### TASK DESCRIPTION
Wherever the string "diagnostics" shows up in the data below, copy the whole line.
──────── TASK MATERIAL ────────
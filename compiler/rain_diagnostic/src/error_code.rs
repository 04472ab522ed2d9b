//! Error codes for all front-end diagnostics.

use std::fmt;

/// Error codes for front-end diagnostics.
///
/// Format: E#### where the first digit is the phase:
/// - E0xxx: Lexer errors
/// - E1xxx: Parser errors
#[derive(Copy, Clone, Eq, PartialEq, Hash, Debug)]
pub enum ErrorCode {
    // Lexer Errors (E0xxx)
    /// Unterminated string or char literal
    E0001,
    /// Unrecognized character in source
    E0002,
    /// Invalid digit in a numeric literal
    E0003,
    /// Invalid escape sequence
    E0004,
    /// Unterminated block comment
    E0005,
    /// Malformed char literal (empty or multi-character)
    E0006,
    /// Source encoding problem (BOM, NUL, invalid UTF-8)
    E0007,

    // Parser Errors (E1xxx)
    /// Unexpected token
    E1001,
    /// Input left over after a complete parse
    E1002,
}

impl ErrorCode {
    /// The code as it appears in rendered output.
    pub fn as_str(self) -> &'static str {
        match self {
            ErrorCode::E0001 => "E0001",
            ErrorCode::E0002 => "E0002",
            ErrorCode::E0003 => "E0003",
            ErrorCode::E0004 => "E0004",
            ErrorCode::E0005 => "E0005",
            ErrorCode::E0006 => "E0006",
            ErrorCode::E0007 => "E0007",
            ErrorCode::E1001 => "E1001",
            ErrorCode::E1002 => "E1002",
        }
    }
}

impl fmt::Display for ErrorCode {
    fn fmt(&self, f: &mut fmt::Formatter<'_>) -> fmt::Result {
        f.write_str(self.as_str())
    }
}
────────
──────── TASK MATERIAL ────────
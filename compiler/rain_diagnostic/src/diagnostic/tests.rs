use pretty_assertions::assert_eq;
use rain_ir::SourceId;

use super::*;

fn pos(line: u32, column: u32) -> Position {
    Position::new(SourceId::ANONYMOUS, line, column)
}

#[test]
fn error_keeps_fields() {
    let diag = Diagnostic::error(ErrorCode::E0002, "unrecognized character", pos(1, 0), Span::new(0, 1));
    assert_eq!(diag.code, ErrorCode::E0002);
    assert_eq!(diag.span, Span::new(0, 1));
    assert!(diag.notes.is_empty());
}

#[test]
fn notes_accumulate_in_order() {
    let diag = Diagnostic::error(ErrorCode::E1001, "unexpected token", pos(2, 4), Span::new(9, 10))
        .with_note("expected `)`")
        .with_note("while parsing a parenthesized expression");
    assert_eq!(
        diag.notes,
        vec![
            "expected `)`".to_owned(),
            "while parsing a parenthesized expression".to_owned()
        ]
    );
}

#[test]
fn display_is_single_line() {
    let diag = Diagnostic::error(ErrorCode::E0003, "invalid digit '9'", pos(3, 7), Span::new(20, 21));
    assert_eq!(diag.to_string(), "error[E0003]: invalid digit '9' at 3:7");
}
────────
### RESPONSE BELOW
//! Error codes for all front-end diagnostics.
/// Error codes for front-end diagnostics.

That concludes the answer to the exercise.